QM/MM结构优化目的：采用QM/MM的方法对配体结构在活性位点中进行优化。

所需功能和模块：Discovery Studio Client, DS CHARMm。

所需数据文件：1UZE.dsv所需时间：1小时介绍本教程中，对一个配体分子将对接到human testicular angiotensin I-converting enzyme中，采用QM/MM的方法来优化对接所得到的结合模式。

利用CDOCKER将配体分子对接到受体中，计算RMSD值，然后选择第一个Pose进行QMMM优化。

1．QM/MM优化对接得到的配体位置打开IUZE.dsv，在窗口中选中Zn离子以及与Zn离子配位的配体，两个HIS和一个GLU 氨基酸，点击鼠标右键，选中Group…选项，命名为QMgroup。

图1选中1UZE中非配体外的所有原子，然后点击Tools | Simulation | Setup Constraints | Create Fixed Atom Constraint，我们在接下来的QM/MM优化中只优化配体的空间结构，而保持金属蛋白的构型固定。

在这里，我们默认晶体中金属蛋白的位置是准确的，而CDOCKER得到的配体位置还需要refine，我们就沿用半柔性对接的思想，在QM/MM优化中，将金属蛋白的位置固定，而只优化配体的构型。

金属蛋白上每个原子的位置不进行优化，但是在计算能量的时候还是包含了整个体系。

（注意：QM的区域不仅包含配体，还包括Zn离子，两个HIS和一个GLU氨基酸。

）可以看到金属蛋白上蓝色的小球代表了位置上被束缚的原子，在1UZE下面能看到定义的名字“Fixed:fix_1”。

图2在Protocols浏览器中展开Simulation文件夹，双击Minimization (QM-MM)流程，流程对应参数在参数浏览器中打开。

在参数浏览器中，点击Input Typed Molecule参数，从下拉列表中选择“1UZE:1UZE”。

建模模板同源建模的基本原理是，你映射的一个未知的蛋白质序列一种已知蛋白质的结构。

因此，如果你没有已知的蛋白质，或模板，你将无法建立模型。

模板的共同来源是蛋白质在结构生物信息学研究的实验室数据银行（目标）。

该网站RCSB是HTTP：/ /。

org /。

蛋白质数据库（PDB）可能是世界上领先的公共源三维生物分子数据（1）。

截至七月2006，超过37000项可在PDB。

每个月都有更多的人加入。

X射线衍射仪和其它固态技术占大多数的结构。

然而，超过5500的核磁共振结构还可用。

这些沉积的结构包括蛋白质，肽，核酸，碳水化合物，这些分子的配合物。

在发现工作室环境中工作的这些分子是一个关键的过程给你的建模工作。

这个练习如何准备一个PDB文件作为一个模板同源建模项目。

你将在课程中学习如何：•加载PDB文件直接从蛋白质数据银行，•生产和检验蛋白质报告，•清除晶体单元电池，•分裂分子，•删除不需要的组件，和保存已完成的文件。
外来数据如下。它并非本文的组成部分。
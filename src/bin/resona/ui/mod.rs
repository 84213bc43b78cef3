//! TUI module for resona
//!
//! Parameter list on the left, scope and spectrum on the right.

mod params;
mod spectrum;
pub mod state;
mod waveform;

use color_eyre::eyre::Result as EyreResult;
use crossterm::event::{self, Event, KeyCode, KeyEventKind};
use ratatui::{
    layout::{Constraint, Direction, Layout},
    style::{Color, Style},
    widgets::Paragraph,
    DefaultTerminal, Frame,
};
use rtrb::{Consumer, Producer};
use std::time::Duration;
use tracing::warn;

use params::{render_params, render_status};
use spectrum::{render_spectrum, SpectrumAnalyzer};
use state::{ControlMessage, EngineKind, ParamList, StatusUpdate};
use waveform::render_waveform;

/// Audio visualization buffer size (also the FFT size)
const VIS_BUFFER_SIZE: usize = 2048;

/// UI application state
pub struct UiApp {
    kind: EngineKind,
    control_tx: Producer<ControlMessage>,
    scope_rx: Consumer<f32>,
    status_rx: Consumer<StatusUpdate>,
    status: StatusUpdate,
    params: ParamList,
    scope: Vec<f32>,
    spectrum: SpectrumAnalyzer,
    should_quit: bool,
}

impl UiApp {
    pub fn new(
        kind: EngineKind,
        sample_rate: f32,
        control_tx: Producer<ControlMessage>,
        scope_rx: Consumer<f32>,
        status_rx: Consumer<StatusUpdate>,
    ) -> Self {
        Self {
            kind,
            control_tx,
            scope_rx,
            status_rx,
            status: StatusUpdate::new(),
            params: ParamList::new(kind.params()),
            scope: vec![0.0; VIS_BUFFER_SIZE],
            spectrum: SpectrumAnalyzer::new(VIS_BUFFER_SIZE, sample_rate),
            should_quit: false,
        }
    }

    /// Run the UI event loop
    pub fn run(&mut self, terminal: &mut DefaultTerminal) -> EyreResult<()> {
        while !self.should_quit {
            self.poll_scope();
            self.poll_status();
            self.spectrum.update(&self.scope);

            terminal.draw(|frame| self.render(frame))?;

            // ~60fps
            if event::poll(Duration::from_millis(16))? {
                if let Event::Key(key) = event::read()? {
                    if key.kind == KeyEventKind::Press {
                        self.handle_key(key.code);
                    }
                }
            }
        }
        Ok(())
    }

    /// Keep the newest VIS_BUFFER_SIZE samples
    fn poll_scope(&mut self) {
        let available = self.scope_rx.slots();
        if available == 0 {
            return;
        }
        if let Ok(chunk) = self.scope_rx.read_chunk(available) {
            self.scope.extend(chunk);
        }
        if self.scope.len() > VIS_BUFFER_SIZE {
            let excess = self.scope.len() - VIS_BUFFER_SIZE;
            self.scope.drain(..excess);
        }
    }

    fn poll_status(&mut self) {
        while let Ok(status) = self.status_rx.pop() {
            self.status = status;
        }
    }

    fn send(&mut self, message: Option<ControlMessage>) {
        if let Some(message) = message {
            if self.control_tx.push(message).is_err() {
                warn!(?message, "control ring full, dropping message");
            }
        }
    }

    fn handle_key(&mut self, key: KeyCode) {
        match key {
            KeyCode::Char('q') | KeyCode::Char('Q') | KeyCode::Esc => self.should_quit = true,
            KeyCode::Up | KeyCode::Char('k') => self.params.select_prev(),
            KeyCode::Down | KeyCode::Char('j') => self.params.select_next(),
            KeyCode::Left | KeyCode::Char('h') => {
                let message = self.params.adjust(-1.0);
                self.send(message);
            }
            KeyCode::Right | KeyCode::Char('l') => {
                let message = self.params.adjust(1.0);
                self.send(message);
            }
            KeyCode::PageDown => {
                let message = self.params.adjust(-10.0);
                self.send(message);
            }
            KeyCode::PageUp => {
                let message = self.params.adjust(10.0);
                self.send(message);
            }
            KeyCode::Char('d') => {
                let message = self.params.reset_selected();
                self.send(message);
            }
            KeyCode::Char(' ') => self.send(Some(ControlMessage::TogglePower)),
            KeyCode::Char('a') => self.send(Some(ControlMessage::ToggleAgc)),
            KeyCode::Char('r') => self.send(Some(ControlMessage::Quiet)),
            _ => {}
        }
    }

    fn render(&self, frame: &mut Frame) {
        let rows = Layout::default()
            .direction(Direction::Vertical)
            .constraints([
                Constraint::Length(3), // Status bar
                Constraint::Min(8),    // Params + scope
                Constraint::Length(10), // Spectrum
                Constraint::Length(1), // Help bar
            ])
            .split(frame.area());

        render_status(frame, rows[0], self.kind, &self.status);

        let columns = Layout::default()
            .direction(Direction::Horizontal)
            .constraints([Constraint::Length(44), Constraint::Min(20)])
            .split(rows[1]);
        render_params(frame, columns[0], &self.params);
        render_waveform(frame, columns[1], &self.scope);

        render_spectrum(frame, rows[2], self.spectrum.data());

        let help = Paragraph::new(concat!(
            " [↑↓] Select  [←→] Adjust  [PgUp/PgDn] Coarse  [D] Default",
            "  [Space] Power  [A] AGC  [R] Rest  [Q] Quit",
        ))
        .style(Style::default().fg(Color::DarkGray));
        frame.render_widget(help, rows[3]);
    }
}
1、开始发现工作室2制剂，684个晶体的水，和几个离子。

抑制剂是曲古抑菌素A，一个很好的研究组蛋白去乙酰化酶抑制剂（2）。

的结构。

3、检查蛋白质报告在深入了解蛋白质，我们应该花一点时间来看看有什么。

一种快连锁。

但我们要清楚我们几个非原子以及。

4、删除单元电池晶体单元单元在分子力学计算中的意义不大。

有时它只是更容易这个文件是由多个部分组成的。

我们可以通过层次结构查看组件其他练习窗口。

然而，我们实际上可以分开的组件的PDB文件更快的四的成分是蛋白质（1t64_a和1t64_b），配体（1t64_nonprotein），和结晶水（1t64_water）。

拆分命令的三个选项允许在如何处理对象的操作中有一定的灵活性。

所有打出的层次结构视图中所有链和非蛋白结构为独立的对象，并列出每个氨基酸序列为序列单独序列。

蛋白打出所有的蛋白链结构为独立的对象层次结构中的每个视图和列表的氨基酸序列为序列单独序列。

非蛋白打出配体，如为单独的对象的水域在层次视图其他非蛋白结构和列表的任何非蛋白多肽序列在序列视图分离的序列。